I have two 40GB hard drives, one DVD burner and one CD/RW burner. What
is the best way to arrainge these puppies on the two IDE channels for
optimum performance? I don't plan on ever doing any disc-to-disc
copying, so that is not a concern. Right now I have the boot drive and
the DVD burner on the Primary channel and the other hard drive and the
CD/RW burner on the Secondary channel. Both the CD and DVD drives are
set as slaves and the hard drives set as masters.

Someone said that it is better to have both hard drives on the Primary
and the two burners on the Secondary. Is this better than the way I have
it?

Running Windows 98, Athlon XP 1800+, 256MB RAM Thank you.

I had a wierd experience regarding this recently. A 2.4GHz Pentium 4 PC
using an Asus P4PE motherboard. I had a Pioneer 109 DVD burner sitting by
itself on one IDE cable, and my two hard drives sharing another IDE cable.
With this combination, I noticed that even though I set my DVD burner to
burn at 8x speed, the total burning time was equivalent to 2x. I also
noticed that the LED on the DVD burner flashed slowly on and off, and I
thought this was normal to mean that the DVD was in operation. (I found
out later that, no, if the DVD was being constantly supplied with new data
and not being starved, then the LED would be on constantly during the
write operation. So apparently I was not getting data fast enough to the
DVD burner here). I also had many DVD write failures when burning from
images located on the "slave" hard drive.

My hard drive started to become quite noisy, and anticipating a pending
failure, I replaced it with a new IDE hard drive, same basic type but only
larger (80GB instead of 40GB). While doing so I re-installed Windows 2000.
Since I had more hard disk space, I only installed the one hard drive. Now
the boot hard drive is on one IDE cable, the DVD burner on the other.

And now when I burn a DVD at 8x, it really does it in the time it should
take for 8x writing, and the DVD LED is on all the time.

So for my system, for some wierd reason, having two hard drives on one IDE
cable and with my optical storage (DVD burner) on the other did not work
out well at all! The only other possible explanation is that my old
Windows operating system was at fault, after so many years of operation.

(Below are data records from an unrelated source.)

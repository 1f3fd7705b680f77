//! # Department Queries
//!
//! The two read paths the API exposes. Both scan the table in source order
//! and build records on the fly.
//!
//! Listing applies a code allowlist (plain numeric codes, Corsica and the
//! overseas departments) to drop national subtotals and footnote lines.
//! Lookup by code does not: any raw row, however its code looks, can be
//! fetched directly.

use crate::record::DepartmentRecord;
use crate::table::PopulationTable;

/// Non-numeric or overseas codes accepted by [`is_listed_code`].
pub const SPECIAL_CODES: [&str; 7] = ["2A", "2B", "971", "972", "973", "974", "976"];

/// Whether a (trimmed) code names a department that belongs in the listing.
pub fn is_listed_code(code: &str) -> bool {
    let numeric = !code.is_empty() && code.bytes().all(|b| b.is_ascii_digit());
    numeric || SPECIAL_CODES.contains(&code)
}

impl PopulationTable {
    /// All departments whose code passes [`is_listed_code`], in source order.
    pub fn list_departments(&self) -> Vec<DepartmentRecord> {
        self.rows()
            .iter()
            .filter(|row| is_listed_code(self.row_code(row)))
            .map(|row| self.build_record(row))
            .collect()
    }

    /// Number of rows [`PopulationTable::list_departments`] would return.
    pub fn listed_count(&self) -> usize {
        self.rows()
            .iter()
            .filter(|row| is_listed_code(self.row_code(row)))
            .count()
    }

    /// First row whose trimmed code equals `code` exactly.
    ///
    /// `code` itself is compared as given.
    pub fn find_department(&self, code: &str) -> Option<DepartmentRecord> {
        self.rows()
            .iter()
            .find(|row| self.row_code(row) == code)
            .map(|row| self.build_record(row))
    }
}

Anyone have an idea why this happened, regarding the extremely slow data
transfer rate?

It's not strange at all. IDE doesn't efficiently handle multiple
devices on one channel. In other protocols such as SCSI,
when one device has work to do, it can disconnect from the
bus and allow another device on that same channel to work
concurrently. IDE has no similar feature, so when one
device has work to do, the other device on that same
channel simply has to wait its turn. Very inefficient.


.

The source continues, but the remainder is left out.